• THE DATA
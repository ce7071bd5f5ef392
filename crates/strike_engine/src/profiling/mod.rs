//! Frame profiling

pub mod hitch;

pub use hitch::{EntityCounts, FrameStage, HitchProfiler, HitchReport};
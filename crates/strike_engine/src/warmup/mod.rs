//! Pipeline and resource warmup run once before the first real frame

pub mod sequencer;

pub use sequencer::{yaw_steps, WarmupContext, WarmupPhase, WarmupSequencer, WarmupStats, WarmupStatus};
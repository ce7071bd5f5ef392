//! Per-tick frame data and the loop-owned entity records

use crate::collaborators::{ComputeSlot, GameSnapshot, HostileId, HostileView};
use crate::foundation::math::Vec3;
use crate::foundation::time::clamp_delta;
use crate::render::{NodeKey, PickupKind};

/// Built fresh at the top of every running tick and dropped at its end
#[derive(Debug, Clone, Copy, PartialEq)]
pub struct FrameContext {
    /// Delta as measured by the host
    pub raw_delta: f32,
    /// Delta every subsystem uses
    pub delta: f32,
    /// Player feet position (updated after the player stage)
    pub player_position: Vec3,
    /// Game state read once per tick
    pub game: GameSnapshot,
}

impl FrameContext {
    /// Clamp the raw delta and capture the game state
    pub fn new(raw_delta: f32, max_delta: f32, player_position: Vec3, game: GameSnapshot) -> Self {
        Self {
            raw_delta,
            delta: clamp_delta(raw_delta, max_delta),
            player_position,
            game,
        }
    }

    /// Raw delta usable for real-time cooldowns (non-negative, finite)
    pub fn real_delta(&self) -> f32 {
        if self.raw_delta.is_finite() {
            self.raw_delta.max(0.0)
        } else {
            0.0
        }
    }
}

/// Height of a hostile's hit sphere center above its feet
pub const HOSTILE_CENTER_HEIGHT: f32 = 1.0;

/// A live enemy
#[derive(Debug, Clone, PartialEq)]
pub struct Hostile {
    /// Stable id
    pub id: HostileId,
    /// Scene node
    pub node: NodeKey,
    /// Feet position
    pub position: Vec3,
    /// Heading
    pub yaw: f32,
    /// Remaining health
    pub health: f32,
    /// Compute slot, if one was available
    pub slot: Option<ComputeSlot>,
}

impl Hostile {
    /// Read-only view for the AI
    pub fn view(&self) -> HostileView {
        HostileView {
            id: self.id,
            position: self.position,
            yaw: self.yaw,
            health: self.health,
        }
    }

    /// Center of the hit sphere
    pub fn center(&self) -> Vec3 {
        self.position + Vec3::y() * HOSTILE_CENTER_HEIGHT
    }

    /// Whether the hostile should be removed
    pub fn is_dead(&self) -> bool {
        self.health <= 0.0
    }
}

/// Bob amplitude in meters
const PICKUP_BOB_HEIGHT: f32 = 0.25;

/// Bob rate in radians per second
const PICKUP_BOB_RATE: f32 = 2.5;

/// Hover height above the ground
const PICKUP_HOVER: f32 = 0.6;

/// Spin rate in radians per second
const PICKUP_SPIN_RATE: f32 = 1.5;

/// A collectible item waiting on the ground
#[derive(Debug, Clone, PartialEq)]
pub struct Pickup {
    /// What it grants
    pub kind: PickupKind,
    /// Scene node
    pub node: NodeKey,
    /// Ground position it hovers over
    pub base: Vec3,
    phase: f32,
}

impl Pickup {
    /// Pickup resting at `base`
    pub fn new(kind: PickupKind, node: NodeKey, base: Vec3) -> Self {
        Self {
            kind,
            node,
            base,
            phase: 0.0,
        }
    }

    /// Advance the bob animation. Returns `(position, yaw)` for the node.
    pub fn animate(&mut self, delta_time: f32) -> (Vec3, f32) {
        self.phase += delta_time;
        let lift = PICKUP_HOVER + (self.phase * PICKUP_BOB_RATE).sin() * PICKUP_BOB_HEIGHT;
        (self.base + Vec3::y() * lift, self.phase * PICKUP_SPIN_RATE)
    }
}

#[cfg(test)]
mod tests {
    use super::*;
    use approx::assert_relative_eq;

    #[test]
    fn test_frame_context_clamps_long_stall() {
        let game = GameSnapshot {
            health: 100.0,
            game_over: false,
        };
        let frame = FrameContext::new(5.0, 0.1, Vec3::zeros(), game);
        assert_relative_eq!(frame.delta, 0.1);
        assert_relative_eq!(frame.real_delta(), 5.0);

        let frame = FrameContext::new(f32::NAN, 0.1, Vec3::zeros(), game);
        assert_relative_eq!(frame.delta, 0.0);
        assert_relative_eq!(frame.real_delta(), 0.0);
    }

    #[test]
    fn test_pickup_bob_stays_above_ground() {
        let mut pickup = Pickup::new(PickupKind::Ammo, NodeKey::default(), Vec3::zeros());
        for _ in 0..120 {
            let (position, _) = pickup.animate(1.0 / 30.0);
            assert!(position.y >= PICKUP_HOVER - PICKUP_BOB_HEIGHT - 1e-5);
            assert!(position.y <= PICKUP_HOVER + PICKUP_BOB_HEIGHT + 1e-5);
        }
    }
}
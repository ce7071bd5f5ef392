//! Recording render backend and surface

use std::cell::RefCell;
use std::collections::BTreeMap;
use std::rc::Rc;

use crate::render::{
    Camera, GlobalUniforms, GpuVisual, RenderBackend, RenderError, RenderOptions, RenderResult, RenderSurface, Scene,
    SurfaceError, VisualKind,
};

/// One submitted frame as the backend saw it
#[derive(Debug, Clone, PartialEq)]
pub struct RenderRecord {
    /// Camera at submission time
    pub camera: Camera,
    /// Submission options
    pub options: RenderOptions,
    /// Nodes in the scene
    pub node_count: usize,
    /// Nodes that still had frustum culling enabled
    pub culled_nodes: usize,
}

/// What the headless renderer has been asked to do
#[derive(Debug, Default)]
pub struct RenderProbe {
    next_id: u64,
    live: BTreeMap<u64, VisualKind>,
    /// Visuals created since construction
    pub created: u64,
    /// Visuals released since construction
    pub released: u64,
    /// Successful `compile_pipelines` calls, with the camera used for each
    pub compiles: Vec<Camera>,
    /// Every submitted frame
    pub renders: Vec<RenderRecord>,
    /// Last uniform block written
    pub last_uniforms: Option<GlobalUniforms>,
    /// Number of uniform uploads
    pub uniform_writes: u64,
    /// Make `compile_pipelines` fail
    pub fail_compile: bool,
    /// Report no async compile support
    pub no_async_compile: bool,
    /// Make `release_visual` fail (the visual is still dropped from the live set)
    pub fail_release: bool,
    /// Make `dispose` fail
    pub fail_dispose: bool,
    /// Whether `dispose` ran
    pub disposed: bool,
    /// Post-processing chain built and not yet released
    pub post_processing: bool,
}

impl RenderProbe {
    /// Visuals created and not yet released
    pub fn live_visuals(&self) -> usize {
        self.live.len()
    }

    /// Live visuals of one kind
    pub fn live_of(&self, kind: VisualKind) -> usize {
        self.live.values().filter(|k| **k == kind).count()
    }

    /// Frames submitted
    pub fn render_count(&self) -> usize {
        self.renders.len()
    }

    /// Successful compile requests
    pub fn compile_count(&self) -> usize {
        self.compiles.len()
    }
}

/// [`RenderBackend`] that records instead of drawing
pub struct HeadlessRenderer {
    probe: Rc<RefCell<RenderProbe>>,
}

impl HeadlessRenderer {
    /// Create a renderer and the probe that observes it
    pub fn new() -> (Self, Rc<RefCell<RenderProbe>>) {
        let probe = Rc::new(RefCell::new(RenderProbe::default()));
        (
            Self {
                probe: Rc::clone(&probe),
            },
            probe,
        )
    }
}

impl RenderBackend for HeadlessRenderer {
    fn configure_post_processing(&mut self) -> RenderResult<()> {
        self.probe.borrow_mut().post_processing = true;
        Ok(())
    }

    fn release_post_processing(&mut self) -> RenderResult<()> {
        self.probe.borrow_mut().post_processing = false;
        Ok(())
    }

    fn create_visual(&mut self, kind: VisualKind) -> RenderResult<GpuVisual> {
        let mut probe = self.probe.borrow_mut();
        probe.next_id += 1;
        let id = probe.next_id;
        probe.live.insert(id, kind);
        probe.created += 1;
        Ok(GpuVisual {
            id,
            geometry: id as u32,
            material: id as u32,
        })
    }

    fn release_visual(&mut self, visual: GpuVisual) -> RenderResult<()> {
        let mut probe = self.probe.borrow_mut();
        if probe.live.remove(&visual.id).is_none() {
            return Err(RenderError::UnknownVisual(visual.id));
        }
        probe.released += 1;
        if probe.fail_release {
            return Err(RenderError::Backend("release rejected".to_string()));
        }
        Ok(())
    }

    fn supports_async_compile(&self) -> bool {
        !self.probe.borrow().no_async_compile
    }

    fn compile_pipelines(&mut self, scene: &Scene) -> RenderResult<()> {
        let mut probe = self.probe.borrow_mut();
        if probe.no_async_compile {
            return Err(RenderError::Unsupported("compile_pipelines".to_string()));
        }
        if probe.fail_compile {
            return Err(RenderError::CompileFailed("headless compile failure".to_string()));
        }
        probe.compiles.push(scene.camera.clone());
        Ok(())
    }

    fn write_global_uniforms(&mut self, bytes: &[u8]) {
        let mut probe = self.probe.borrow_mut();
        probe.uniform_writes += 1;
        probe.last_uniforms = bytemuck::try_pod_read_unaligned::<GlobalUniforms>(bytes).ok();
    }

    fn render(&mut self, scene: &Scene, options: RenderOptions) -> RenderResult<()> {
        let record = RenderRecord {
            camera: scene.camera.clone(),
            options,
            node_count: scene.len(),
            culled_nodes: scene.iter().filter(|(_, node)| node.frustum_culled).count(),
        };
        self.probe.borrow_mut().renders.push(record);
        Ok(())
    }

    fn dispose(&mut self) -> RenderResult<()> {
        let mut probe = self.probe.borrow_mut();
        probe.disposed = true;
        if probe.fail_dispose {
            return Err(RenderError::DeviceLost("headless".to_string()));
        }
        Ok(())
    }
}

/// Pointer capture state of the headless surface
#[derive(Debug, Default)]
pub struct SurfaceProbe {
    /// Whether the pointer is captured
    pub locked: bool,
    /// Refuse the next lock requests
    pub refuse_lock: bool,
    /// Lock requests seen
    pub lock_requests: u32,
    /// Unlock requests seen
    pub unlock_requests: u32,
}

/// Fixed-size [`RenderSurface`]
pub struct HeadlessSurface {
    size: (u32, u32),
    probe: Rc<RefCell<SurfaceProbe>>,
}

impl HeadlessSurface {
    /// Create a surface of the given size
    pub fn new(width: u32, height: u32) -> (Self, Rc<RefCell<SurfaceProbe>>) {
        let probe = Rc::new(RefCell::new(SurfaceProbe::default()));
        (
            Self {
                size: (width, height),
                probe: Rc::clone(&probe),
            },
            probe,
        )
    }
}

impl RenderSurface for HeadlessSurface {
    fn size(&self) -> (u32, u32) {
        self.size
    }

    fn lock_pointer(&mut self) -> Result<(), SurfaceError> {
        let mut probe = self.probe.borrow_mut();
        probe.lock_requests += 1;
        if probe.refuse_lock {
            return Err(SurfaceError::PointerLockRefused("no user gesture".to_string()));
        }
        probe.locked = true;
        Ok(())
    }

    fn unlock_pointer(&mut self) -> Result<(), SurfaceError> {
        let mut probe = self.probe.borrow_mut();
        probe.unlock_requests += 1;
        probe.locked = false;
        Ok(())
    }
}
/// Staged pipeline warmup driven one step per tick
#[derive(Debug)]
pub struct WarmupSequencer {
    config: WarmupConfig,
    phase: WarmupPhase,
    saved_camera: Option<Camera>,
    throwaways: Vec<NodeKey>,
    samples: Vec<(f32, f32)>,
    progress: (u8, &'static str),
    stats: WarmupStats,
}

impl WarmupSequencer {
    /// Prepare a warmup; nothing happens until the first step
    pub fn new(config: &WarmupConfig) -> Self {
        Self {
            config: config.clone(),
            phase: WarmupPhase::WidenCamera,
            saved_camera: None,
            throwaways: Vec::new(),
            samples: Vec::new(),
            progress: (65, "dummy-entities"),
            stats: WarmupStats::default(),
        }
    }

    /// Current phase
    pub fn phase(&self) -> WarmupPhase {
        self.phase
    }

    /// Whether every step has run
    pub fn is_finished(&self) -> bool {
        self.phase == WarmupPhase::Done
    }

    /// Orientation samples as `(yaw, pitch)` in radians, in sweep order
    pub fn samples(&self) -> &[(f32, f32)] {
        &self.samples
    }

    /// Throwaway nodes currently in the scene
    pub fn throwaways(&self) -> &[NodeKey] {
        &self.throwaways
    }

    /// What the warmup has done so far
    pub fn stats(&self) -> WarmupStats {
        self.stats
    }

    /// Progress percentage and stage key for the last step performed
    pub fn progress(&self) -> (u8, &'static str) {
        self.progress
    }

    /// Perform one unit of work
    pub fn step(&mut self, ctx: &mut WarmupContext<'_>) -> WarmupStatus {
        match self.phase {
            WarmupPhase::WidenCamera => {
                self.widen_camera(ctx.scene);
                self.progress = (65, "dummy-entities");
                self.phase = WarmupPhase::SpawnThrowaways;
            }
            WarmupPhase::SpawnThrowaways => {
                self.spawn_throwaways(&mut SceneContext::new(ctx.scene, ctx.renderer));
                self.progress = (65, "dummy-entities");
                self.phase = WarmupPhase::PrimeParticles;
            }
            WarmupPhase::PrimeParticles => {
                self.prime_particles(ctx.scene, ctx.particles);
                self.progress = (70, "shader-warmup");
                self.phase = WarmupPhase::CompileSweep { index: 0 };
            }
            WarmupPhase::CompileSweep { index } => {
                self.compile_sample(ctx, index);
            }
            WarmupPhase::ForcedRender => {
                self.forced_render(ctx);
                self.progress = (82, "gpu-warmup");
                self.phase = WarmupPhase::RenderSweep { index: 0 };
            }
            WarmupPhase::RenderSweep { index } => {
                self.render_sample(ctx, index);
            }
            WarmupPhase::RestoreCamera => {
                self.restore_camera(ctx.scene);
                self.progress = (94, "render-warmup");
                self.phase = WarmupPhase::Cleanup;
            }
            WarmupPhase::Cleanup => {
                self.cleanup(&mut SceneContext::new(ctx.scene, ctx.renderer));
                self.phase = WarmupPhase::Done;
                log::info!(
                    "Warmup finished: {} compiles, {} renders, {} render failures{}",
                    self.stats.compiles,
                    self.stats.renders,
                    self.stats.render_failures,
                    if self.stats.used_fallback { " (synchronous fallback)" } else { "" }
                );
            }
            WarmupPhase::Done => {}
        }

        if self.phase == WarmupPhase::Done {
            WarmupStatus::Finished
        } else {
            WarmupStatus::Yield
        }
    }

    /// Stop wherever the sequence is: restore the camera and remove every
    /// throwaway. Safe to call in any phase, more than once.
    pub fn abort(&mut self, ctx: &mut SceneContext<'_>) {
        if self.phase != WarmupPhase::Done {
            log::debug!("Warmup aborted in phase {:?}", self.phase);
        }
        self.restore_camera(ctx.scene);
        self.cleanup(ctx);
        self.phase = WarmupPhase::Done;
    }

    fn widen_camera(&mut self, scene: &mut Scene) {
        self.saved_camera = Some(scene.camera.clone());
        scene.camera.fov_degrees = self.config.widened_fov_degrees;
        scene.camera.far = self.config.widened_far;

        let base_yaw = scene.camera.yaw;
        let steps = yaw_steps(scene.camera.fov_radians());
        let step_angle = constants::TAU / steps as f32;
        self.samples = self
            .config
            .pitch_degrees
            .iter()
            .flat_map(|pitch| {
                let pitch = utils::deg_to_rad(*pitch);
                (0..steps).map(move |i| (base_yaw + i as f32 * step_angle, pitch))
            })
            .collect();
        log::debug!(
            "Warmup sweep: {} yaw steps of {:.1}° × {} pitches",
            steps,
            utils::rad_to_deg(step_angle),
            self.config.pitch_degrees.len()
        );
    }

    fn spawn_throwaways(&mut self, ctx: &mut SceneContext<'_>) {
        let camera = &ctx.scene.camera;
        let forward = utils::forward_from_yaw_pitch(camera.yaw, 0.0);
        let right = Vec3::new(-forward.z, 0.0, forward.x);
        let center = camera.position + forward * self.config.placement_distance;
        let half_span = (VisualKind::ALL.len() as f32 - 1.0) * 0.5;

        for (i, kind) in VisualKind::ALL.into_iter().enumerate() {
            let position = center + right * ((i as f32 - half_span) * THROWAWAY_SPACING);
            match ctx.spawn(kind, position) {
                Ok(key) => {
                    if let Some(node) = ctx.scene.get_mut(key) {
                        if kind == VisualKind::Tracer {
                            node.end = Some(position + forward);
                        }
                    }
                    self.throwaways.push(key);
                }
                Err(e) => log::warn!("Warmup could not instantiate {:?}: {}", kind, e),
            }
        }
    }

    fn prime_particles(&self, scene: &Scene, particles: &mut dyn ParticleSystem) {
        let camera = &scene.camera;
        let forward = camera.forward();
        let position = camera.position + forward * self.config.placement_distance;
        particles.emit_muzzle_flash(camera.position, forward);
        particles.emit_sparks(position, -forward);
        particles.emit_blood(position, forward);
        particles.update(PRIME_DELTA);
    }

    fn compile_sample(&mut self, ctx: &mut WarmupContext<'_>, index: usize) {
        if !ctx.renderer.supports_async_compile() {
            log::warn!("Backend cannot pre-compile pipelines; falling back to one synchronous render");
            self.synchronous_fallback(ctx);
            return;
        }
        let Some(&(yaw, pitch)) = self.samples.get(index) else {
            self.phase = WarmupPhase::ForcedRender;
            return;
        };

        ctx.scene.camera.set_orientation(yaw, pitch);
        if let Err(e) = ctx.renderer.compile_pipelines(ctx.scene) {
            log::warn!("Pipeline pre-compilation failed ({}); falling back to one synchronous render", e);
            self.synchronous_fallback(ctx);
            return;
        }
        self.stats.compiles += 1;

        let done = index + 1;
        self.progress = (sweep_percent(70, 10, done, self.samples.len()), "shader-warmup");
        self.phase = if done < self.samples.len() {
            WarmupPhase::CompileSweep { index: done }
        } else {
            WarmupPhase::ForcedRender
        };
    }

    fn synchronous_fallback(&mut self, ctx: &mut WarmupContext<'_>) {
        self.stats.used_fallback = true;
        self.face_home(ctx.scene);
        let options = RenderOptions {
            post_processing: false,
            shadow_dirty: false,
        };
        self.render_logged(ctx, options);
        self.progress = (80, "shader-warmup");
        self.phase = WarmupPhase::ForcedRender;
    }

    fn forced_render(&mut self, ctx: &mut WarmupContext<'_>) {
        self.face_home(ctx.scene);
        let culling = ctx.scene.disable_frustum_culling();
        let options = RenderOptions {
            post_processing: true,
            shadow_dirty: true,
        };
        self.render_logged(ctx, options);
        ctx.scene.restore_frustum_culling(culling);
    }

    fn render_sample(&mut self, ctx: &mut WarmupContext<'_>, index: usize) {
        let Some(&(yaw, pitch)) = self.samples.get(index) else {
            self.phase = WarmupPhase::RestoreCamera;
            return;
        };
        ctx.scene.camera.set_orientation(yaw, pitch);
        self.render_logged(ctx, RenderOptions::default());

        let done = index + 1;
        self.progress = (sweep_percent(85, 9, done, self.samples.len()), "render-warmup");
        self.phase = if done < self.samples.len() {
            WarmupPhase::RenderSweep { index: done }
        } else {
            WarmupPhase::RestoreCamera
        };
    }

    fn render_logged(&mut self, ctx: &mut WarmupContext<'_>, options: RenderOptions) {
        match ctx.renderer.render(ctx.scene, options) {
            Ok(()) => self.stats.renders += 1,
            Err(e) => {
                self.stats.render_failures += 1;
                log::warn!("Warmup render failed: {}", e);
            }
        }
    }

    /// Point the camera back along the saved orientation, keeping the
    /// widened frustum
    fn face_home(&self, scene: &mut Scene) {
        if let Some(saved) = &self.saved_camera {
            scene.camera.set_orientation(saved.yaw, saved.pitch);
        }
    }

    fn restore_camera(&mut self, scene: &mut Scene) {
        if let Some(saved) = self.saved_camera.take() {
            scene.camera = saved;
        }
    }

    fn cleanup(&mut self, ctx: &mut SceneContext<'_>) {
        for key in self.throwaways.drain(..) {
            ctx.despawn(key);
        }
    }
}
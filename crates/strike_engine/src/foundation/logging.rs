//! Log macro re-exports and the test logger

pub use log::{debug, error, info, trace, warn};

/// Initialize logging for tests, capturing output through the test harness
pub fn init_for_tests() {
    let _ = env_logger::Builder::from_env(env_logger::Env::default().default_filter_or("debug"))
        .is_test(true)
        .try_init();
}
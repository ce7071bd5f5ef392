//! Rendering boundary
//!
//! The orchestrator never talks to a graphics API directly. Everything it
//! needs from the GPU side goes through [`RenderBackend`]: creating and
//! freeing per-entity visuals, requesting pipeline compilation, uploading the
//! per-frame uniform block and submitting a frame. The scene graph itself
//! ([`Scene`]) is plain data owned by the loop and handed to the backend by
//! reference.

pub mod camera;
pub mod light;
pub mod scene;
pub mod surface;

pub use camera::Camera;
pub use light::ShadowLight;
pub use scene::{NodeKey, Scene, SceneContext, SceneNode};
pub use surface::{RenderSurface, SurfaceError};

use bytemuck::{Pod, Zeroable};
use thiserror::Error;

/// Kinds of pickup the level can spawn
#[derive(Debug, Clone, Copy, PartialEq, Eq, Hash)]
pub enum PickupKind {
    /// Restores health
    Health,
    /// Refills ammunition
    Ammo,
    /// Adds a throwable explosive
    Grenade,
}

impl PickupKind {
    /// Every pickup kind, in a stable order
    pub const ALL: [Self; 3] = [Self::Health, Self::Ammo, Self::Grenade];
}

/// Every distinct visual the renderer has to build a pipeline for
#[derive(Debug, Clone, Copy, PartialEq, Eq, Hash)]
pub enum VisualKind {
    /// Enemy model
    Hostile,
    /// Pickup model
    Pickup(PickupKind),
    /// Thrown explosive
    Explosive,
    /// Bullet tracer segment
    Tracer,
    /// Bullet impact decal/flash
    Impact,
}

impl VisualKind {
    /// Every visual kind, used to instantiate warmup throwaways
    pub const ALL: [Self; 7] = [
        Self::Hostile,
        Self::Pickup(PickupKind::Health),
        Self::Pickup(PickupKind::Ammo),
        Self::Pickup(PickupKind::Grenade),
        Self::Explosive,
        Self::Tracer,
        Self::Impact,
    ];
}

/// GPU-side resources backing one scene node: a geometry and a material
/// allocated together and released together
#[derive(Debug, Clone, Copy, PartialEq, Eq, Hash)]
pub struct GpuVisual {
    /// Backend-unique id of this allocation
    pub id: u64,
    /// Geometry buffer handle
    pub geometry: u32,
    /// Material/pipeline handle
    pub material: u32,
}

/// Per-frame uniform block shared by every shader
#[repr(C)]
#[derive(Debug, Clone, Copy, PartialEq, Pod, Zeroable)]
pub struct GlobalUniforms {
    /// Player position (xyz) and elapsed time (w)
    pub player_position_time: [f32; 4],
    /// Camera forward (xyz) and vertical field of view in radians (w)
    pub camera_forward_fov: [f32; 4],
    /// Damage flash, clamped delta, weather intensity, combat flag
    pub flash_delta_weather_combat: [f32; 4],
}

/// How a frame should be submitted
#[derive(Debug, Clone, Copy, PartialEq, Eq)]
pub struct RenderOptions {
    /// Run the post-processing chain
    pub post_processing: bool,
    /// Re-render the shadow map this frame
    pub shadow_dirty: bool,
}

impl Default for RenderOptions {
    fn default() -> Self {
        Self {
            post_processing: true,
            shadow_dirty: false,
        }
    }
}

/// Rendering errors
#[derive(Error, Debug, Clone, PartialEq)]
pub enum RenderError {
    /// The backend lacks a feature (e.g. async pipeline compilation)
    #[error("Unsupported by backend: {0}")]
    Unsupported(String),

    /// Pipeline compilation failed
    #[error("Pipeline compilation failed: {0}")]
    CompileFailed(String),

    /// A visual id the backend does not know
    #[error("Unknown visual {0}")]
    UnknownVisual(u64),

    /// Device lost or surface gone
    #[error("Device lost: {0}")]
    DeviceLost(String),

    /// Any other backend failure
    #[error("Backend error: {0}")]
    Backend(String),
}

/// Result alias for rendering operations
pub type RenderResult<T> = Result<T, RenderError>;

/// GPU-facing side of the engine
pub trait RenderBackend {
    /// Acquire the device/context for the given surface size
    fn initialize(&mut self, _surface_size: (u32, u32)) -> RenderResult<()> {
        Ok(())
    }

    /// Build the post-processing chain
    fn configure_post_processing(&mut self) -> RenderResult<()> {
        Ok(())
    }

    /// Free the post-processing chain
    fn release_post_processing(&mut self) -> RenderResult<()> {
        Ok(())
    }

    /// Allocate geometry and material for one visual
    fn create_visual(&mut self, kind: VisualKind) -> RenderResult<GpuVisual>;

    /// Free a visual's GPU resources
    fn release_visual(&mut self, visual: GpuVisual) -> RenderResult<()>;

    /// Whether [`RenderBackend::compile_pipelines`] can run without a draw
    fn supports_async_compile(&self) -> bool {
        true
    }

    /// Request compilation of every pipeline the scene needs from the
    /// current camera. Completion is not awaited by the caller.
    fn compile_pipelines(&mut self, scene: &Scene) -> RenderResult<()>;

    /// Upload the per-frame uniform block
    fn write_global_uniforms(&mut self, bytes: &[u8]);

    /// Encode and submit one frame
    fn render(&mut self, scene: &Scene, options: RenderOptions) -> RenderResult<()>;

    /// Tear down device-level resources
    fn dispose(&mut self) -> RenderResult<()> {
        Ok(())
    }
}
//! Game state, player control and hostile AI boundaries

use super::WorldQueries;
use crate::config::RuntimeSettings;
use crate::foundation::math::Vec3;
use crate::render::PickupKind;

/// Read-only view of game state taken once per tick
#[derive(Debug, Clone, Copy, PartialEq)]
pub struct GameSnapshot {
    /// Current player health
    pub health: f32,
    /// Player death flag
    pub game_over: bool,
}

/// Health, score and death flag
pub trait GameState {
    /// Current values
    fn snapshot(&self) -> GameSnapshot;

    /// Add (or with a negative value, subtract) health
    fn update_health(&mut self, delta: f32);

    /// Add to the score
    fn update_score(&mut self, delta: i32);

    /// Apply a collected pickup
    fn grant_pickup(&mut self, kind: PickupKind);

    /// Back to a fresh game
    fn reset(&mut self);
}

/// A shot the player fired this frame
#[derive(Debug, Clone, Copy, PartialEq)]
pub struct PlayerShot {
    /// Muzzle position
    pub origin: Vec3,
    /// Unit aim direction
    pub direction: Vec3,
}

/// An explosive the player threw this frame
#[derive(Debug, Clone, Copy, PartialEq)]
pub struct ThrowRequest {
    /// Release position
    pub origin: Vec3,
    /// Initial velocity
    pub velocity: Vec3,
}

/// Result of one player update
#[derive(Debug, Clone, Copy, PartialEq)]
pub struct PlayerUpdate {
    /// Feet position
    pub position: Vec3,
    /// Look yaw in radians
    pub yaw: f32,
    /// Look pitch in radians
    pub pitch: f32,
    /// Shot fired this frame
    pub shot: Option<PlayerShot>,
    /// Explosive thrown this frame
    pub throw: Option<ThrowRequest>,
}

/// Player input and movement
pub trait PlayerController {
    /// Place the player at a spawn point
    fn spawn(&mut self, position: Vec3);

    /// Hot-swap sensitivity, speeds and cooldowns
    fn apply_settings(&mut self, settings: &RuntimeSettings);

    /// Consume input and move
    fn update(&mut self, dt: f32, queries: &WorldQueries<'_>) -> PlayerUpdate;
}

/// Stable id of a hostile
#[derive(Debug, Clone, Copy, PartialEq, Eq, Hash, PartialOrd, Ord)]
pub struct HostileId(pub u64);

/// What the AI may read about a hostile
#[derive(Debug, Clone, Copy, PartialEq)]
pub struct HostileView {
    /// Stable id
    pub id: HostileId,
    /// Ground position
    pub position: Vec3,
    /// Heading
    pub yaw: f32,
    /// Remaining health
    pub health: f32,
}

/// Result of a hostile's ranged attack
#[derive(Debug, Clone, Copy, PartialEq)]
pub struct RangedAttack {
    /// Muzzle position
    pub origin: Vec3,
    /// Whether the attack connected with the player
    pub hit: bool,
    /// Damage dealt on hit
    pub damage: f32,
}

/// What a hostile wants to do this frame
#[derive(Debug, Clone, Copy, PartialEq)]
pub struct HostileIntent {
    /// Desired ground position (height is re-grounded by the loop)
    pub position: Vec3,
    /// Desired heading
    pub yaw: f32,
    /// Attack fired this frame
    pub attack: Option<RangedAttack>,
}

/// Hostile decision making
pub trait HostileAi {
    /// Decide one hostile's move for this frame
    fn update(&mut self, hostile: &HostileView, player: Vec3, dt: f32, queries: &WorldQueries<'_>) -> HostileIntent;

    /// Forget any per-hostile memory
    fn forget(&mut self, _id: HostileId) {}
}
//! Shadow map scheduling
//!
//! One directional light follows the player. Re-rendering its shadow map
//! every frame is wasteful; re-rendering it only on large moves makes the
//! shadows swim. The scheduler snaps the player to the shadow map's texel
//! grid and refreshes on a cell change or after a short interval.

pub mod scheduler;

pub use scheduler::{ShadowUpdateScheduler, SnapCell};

• WORK REQUIRED
Search the data above for lines holding "chain" and copy each of them.

• SOLUTION TO THIS TASK
    /// Post-processing chain built and not yet released
    /// Run the post-processing chain
    /// Build the post-processing chain
    /// Free the post-processing chain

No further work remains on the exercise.